§ **ACTIVITY**
What lines in the following entries hold the word "ZeroizeOnDrop"? Copy each one.

Collected data:
┄┄┄┄┄┄┄┄┄┄

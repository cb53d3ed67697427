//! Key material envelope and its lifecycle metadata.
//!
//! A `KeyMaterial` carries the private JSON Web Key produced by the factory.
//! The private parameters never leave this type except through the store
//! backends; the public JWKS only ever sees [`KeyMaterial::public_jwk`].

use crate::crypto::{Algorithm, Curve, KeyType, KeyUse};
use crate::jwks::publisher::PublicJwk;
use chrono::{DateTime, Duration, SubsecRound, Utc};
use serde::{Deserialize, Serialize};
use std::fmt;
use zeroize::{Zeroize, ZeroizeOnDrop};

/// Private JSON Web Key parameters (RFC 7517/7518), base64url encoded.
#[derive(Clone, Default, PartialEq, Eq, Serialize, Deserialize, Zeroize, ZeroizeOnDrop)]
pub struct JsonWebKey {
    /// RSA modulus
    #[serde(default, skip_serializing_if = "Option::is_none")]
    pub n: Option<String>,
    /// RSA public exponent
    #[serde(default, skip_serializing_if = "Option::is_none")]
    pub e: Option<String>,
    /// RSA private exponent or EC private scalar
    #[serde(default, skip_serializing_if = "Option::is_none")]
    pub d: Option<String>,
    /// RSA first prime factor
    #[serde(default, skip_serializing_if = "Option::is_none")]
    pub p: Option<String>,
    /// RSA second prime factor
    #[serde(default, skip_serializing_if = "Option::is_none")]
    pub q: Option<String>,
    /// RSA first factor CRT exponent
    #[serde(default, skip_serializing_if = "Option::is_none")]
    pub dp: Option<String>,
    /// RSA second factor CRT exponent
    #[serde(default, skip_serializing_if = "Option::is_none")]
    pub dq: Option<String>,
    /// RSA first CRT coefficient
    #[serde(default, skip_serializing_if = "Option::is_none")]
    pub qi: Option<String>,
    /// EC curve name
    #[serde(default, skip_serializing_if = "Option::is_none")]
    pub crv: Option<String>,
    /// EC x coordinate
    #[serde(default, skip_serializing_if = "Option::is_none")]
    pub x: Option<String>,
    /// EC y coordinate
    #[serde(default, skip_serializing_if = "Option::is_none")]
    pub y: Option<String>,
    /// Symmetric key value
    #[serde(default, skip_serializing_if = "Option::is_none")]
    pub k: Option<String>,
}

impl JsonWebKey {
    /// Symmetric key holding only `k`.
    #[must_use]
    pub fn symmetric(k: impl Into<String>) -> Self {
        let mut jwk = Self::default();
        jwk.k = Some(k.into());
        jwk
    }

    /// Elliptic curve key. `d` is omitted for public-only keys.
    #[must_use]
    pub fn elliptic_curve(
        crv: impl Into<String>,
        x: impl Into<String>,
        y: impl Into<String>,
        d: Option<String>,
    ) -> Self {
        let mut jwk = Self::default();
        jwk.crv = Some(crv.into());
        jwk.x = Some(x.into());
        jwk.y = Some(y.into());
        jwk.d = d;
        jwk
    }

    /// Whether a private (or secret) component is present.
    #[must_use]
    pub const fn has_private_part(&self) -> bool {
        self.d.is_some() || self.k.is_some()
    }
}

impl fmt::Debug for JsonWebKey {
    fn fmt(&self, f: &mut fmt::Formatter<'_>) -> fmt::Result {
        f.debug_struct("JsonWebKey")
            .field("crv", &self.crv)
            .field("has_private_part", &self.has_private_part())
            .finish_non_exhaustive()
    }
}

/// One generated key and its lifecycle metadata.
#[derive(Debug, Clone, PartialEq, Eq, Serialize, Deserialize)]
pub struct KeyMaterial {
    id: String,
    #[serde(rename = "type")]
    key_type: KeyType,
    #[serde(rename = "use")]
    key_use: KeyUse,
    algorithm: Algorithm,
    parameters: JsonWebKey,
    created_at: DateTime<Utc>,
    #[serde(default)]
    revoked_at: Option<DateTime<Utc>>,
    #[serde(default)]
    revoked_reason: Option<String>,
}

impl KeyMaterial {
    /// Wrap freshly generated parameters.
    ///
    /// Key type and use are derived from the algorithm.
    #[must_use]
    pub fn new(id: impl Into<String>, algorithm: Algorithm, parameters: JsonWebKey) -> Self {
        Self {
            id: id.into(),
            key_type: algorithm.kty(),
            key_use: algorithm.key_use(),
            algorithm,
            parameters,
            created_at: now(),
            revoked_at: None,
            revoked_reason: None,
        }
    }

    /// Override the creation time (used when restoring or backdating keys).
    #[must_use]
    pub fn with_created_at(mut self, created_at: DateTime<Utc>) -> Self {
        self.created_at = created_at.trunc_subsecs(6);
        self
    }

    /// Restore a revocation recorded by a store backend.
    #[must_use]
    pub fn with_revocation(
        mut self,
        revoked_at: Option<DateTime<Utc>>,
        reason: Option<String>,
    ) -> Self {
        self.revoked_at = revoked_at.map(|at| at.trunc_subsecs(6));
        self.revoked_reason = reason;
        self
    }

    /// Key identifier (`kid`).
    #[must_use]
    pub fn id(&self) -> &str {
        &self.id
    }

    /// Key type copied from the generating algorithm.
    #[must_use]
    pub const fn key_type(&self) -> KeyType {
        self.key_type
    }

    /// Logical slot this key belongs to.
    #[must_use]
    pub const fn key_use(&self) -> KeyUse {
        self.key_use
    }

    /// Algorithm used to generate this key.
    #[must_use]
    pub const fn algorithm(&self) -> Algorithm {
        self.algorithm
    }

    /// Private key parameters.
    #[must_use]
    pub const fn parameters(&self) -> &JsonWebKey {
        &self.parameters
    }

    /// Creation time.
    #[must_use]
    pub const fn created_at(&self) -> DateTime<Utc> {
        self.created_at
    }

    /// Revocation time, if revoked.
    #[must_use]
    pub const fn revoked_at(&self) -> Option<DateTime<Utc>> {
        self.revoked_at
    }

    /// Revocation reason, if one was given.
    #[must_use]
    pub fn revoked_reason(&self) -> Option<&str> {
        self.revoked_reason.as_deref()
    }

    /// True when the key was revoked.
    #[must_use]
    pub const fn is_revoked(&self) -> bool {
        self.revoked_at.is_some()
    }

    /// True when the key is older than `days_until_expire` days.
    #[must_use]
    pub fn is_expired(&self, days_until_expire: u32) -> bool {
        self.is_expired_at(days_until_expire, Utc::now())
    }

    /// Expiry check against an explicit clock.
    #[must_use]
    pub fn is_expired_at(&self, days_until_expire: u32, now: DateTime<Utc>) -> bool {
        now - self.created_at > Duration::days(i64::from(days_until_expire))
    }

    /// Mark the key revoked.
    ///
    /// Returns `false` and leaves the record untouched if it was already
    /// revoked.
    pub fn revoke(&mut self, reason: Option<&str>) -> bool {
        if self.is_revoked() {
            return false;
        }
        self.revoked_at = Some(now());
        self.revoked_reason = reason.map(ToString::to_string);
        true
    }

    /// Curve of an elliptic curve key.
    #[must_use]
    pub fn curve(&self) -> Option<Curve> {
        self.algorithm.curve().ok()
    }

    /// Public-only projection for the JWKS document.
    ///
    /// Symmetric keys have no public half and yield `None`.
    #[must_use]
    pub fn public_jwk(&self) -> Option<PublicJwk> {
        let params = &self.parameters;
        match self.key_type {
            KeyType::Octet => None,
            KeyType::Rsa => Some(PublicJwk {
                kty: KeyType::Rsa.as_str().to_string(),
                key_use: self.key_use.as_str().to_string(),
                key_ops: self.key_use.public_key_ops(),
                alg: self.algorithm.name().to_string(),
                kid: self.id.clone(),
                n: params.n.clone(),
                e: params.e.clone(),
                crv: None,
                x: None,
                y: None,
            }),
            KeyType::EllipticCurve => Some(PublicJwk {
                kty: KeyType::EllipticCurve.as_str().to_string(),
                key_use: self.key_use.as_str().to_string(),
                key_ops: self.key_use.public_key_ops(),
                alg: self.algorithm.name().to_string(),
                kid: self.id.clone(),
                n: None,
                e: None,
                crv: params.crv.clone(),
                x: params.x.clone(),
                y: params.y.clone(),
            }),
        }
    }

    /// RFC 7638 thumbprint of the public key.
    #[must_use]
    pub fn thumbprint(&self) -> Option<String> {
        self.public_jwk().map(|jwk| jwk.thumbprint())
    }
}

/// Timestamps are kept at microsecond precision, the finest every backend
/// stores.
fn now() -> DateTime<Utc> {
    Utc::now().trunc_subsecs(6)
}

┄┄┄┄┄┄┄┄┄┄

§ **OUTPUT OF THE TASK**
use zeroize::{Zeroize, ZeroizeOnDrop};
#[derive(Clone, Default, PartialEq, Eq, Serialize, Deserialize, Zeroize, ZeroizeOnDrop)]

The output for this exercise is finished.